• **TASK GOAL**: The full listing is to be written out again, unchanged.
-=-=-
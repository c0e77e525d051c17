use anyhow::Result;

use crate::dal::{fetcher::SecretFetcher, model::secret_value::SecretValue};

/// Reads one secret from the store and decodes its payload.
pub struct SecretsReader<F> {
    fetcher: F,
    debug: bool,
}

impl<F: SecretFetcher> SecretsReader<F> {
    pub fn new(fetcher: F, debug: bool) -> Self {
        Self { fetcher, debug }
    }

    /// Calls the store exactly once. No retries; the store's error is returned
    /// as is.
    pub async fn fetch_raw(&self, secret_id: &str) -> Result<SecretValue> {
        if self.debug {
            tracing::info!(secret_id, "Fetching secret from store");
        }

        let payload = match self.fetcher.get_secret_value(secret_id).await {
            Ok(payload) => payload,
            Err(e) => {
                if self.debug {
                    tracing::info!(secret_id, error = %e, "Secret fetch failed");
                }
                return Err(e);
            }
        };

        let value = SecretValue::from_payload(payload);

        if self.debug {
            match &value {
                SecretValue::Map(map) => {
                    tracing::info!(secret_id, keys = map.len(), "Decoded key-value secret")
                }
                SecretValue::String(_) => {
                    tracing::info!(secret_id, "Secret is a plain string")
                }
            }
        }

        Ok(value)
    }

    pub fn fetcher(&self) -> &F {
        &self.fetcher
    }
}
-=-=-
• **OUTPUT FOR THIS TASK**:
repository c0e77e525d051c17
use anyhow::Result;

use crate::dal::{fetcher::SecretFetcher, model::secret_value::SecretValue};

/// Reads one secret from the store and decodes its payload.
pub struct SecretsReader<F> {
    fetcher: F,
    debug: bool,
}

impl<F: SecretFetcher> SecretsReader<F> {
    pub fn new(fetcher: F, debug: bool) -> Self {
        Self { fetcher, debug }
    }

    /// Calls the store exactly once. No retries; the store's error is returned
    /// as is.
    pub async fn fetch_raw(&self, secret_id: &str) -> Result<SecretValue> {
        if self.debug {
            tracing::info!(secret_id, "Fetching secret from store");
        }

        let payload = match self.fetcher.get_secret_value(secret_id).await {
            Ok(payload) => payload,
            Err(e) => {
                if self.debug {
                    tracing::info!(secret_id, error = %e, "Secret fetch failed");
                }
                return Err(e);
            }
        };

        let value = SecretValue::from_payload(payload);

        if self.debug {
            match &value {
                SecretValue::Map(map) => {
                    tracing::info!(secret_id, keys = map.len(), "Decoded key-value secret")
                }
                SecretValue::String(_) => {
                    tracing::info!(secret_id, "Secret is a plain string")
                }
            }
        }

        Ok(value)
    }

    pub fn fetcher(&self) -> &F {
        &self.fetcher
    }
}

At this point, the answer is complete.